La verdad sobre la carne roja

Por: Dra. Maria José Basterrechea, Nutrióloga

Todos hemos escuchado por más de cinco décadas que comer carne roja no es saludable, ya que puede elevar el colesterol malo y es un factor de riesgo para varios tipos de cáncer, entre ellos el de colon, mama y próstata. Sin embargo, las recomendaciones actuales son más permisivas en cuanto al consumo de carne roja. Veamos el por qué de esto.

Dentro del espectro de las carnes rojas se incluyen la de res, cordero y cerdo, así como la carne de otros mamíferos. La razón por la que se les conoce como “carne roja” es porque, al igual que la sangre, la carne (es decir, el músculo) de estos animales también contiene hierro, que es lo que le da ese color rojo. Por esta razón es que esta carne es excelente fuente de hierro, la cual provee más del doble que otras proteínas, entre ellas el pollo y el pescado.

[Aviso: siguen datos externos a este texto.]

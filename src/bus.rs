//! Locked read/write primitives over the SPI bus.
//!
//! Every register access is one SPI transaction and holds the bus lock for
//! exactly that transaction. Lock acquisition is bounded; a caller that
//! cannot take the bus within the bound fails with [MacError::Timeout]
//! without touching the hardware.

use embassy_sync::mutex::{Mutex, MutexGuard};
use embassy_time::{with_timeout, Duration};
use embedded_hal::spi::{Operation, SpiDevice};

use crate::{
    mac::{MacError, MacResult},
    regs::Register,
    DefaultRawMutex,
};

/// Register reads of this size or less go through an inline scratch buffer,
/// mirroring how short chip register reads are kept off the caller's buffer
/// until the transaction has completed.
const INLINE_READ_LEN: usize = 4;

pub(crate) struct RegisterBus<SPI> {
    spi: Mutex<DefaultRawMutex, SPI>,
    lock_timeout: Duration,
}

impl<SPI: SpiDevice> RegisterBus<SPI> {
    pub fn new(spi: SPI, lock_timeout: Duration) -> Self {
        Self {
            spi: Mutex::new(spi),
            lock_timeout,
        }
    }

    async fn device(&self) -> MacResult<MutexGuard<'_, DefaultRawMutex, SPI>> {
        with_timeout(self.lock_timeout, self.spi.lock())
            .await
            .map_err(|_| MacError::Timeout)
    }

    /// Write `data` to `register` in one transaction.
    pub async fn write(&self, register: Register, data: &[u8]) -> MacResult<()> {
        let header = register.header(true);
        let mut spi = self.device().await?;
        spi.transaction(&mut [Operation::Write(&header), Operation::Write(data)])
            .map_err(|_| {
                error!("SPI write transaction failed");
                MacError::HardwareFault
            })
    }

    /// Read `data.len()` bytes from `register` in one transaction.
    pub async fn read(&self, register: Register, data: &mut [u8]) -> MacResult<()> {
        let header = register.header(false);
        let mut spi = self.device().await?;
        if data.len() <= INLINE_READ_LEN {
            let mut scratch = [0u8; INLINE_READ_LEN];
            let scratch = &mut scratch[..data.len()];
            spi.transaction(&mut [Operation::Write(&header), Operation::Read(scratch)])
                .map_err(|_| {
                    error!("SPI read transaction failed");
                    MacError::HardwareFault
                })?;
            data.copy_from_slice(scratch);
        } else {
            spi.transaction(&mut [Operation::Write(&header), Operation::Read(data)])
                .map_err(|_| {
                    error!("SPI read transaction failed");
                    MacError::HardwareFault
                })?;
        }
        Ok(())
    }

    pub async fn read_u8(&self, register: Register) -> MacResult<u8> {
        let mut value = [0u8; 1];
        self.read(register, &mut value).await?;
        Ok(value[0])
    }

    pub async fn write_u8(&self, register: Register, value: u8) -> MacResult<()> {
        self.write(register, &[value]).await
    }

    /// Read a 16-bit register, swapping from wire (big-endian) to host order.
    pub async fn read_u16(&self, register: Register) -> MacResult<u16> {
        let mut value = [0u8; 2];
        self.read(register, &mut value).await?;
        Ok(u16::from_be_bytes(value))
    }

    /// Write a 16-bit register in wire (big-endian) order.
    pub async fn write_u16(&self, register: Register, value: u16) -> MacResult<()> {
        self.write(register, &value.to_be_bytes()).await
    }

    #[cfg(test)]
    pub async fn lock_for_test(&self) -> MutexGuard<'_, DefaultRawMutex, SPI> {
        self.spi.lock().await
    }
}

#[cfg(test)]
mod tests {
    use super::*;
    use crate::{
        mock::MockSpi,
        regs::{common, socket, Register},
    };
    use embassy_futures::block_on;

    fn bus() -> (RegisterBus<MockSpi>, MockSpi) {
        let spi = MockSpi::new();
        let handle = spi.clone();
        (RegisterBus::new(spi, Duration::from_millis(50)), handle)
    }

    #[test]
    fn short_reads_use_the_inline_path_and_return_correct_data() {
        let (bus, spi) = bus();
        spi.expect_read(Register::common(common::VERSIONR), &[0x04]);
        let version = block_on(bus.read_u8(Register::common(common::VERSIONR))).unwrap();
        assert_eq!(version, 0x04);
        assert_eq!(spi.transaction_count(), 1);
    }

    #[test]
    fn u16_reads_are_byte_swapped_from_wire_order() {
        let (bus, spi) = bus();
        spi.expect_read(Register::socket(0, socket::TX_WR), &[0x12, 0x34]);
        let value = block_on(bus.read_u16(Register::socket(0, socket::TX_WR))).unwrap();
        assert_eq!(value, 0x1234);
    }

    #[test]
    fn u16_writes_are_big_endian_on_the_wire() {
        let (bus, spi) = bus();
        block_on(bus.write_u16(Register::socket(0, socket::RX_RD), 0xABCD)).unwrap();
        let writes = spi.register_writes(Register::socket(0, socket::RX_RD));
        assert_eq!(writes, [[0xAB, 0xCD].to_vec()]);
    }

    #[test]
    fn long_reads_bypass_the_scratch_buffer() {
        let (bus, spi) = bus();
        spi.expect_read(Register::common(common::SHAR), &[1, 2, 3, 4, 5, 6]);
        let mut addr = [0u8; 6];
        block_on(bus.read(Register::common(common::SHAR), &mut addr)).unwrap();
        assert_eq!(addr, [1, 2, 3, 4, 5, 6]);
        assert_eq!(spi.transaction_count(), 1);
    }

    #[test]
    fn a_held_lock_times_out_without_touching_the_bus() {
        let (bus, spi) = bus();
        let _guard = block_on(bus.lock_for_test());
        let res = block_on(bus.write_u8(Register::common(common::MR), 0x80));
        assert_eq!(res, Err(MacError::Timeout));
        assert_eq!(spi.transaction_count(), 0);
    }

    #[test]
    fn transport_failures_surface_as_hardware_faults() {
        let (bus, spi) = bus();
        spi.fail_transactions(true);
        let res = block_on(bus.read_u8(Register::common(common::MR)));
        assert_eq!(res, Err(MacError::HardwareFault));
        let res = block_on(bus.write_u8(Register::common(common::MR), 0));
        assert_eq!(res, Err(MacError::HardwareFault));
    }
}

Por ser un producto animal, es fuente de colesterol. También es fuente de grasa saturada, la que a su vez aumenta el colesterol en la sangre, y de grasa trans (los animales también contienen cierta cantidad de este tipo de grasa no saludable). En exceso, estas grasas aumentan la morbilidad y la mortalidad de las personas. El año pasado fueron publicados varios estudios sobre el amino ácido L-carnitina (abundante en carnes, lácteos y suplementos), los cuales indican que dicho amino ácido es metabolizado por las bacterias intestinales, creándose metabolitos que aceleran los procesos ateroscleróticos en el humano. Además de su contenido de grasas no saludables, esto puede ser otra razón por la que las carnes rojas aumentan el riesgo cardiovascular. Sin embargo, aún faltan estudios para asegurar esta conclusión.

En el año 2012, los investigadores de la Escuela de Salud Pública de la Universidad de Harvard llevaron a cabo un estudio epidemiológico con más de 100,000 personas, a quienes siguieron por más de 28 años y los resultados son fascinantes. Uno de ellos es que 8.6% de las muertes por enfermedad cardiovascular en hombres y 12.2% en mujeres pudieron haber sido prevenidas durante el período del estudio si los participantes hubiesen consumido 1.5 onzas menos de carne roja de su consumo habitual diario.

Por primera vez, la Asociación Americana del Corazón da una recomendación puntual respecto el consumo de carnes rojas para la población y es de un máximo de 6 onzas diarias. Dicha recomendación tiene el objetivo de prevención cardiovascular. La Sociedad Americana del Cáncer y el Instituto Nacional del Cáncer (de Estados Unidos), como parte de las estrategias para reducir el riesgo de cáncer, han recomendado un máximo de 18 onzas de carne roja o embutidos a la semana, lo que equivale a aproximadamente 2.5 onzas diarias.

En conclusión, el consumo de carne roja puede incluirse como parte de una dieta balanceada. Los dos lineamientos más importantes que deben seguirse son: 1) Escoger cortes magros de carnes rojas, como por ejemplo bolovique, pieza, lomito y carne molida magra y 2) no excederse de las recomendaciones actuales, por prevención cardiovascular y de cáncer.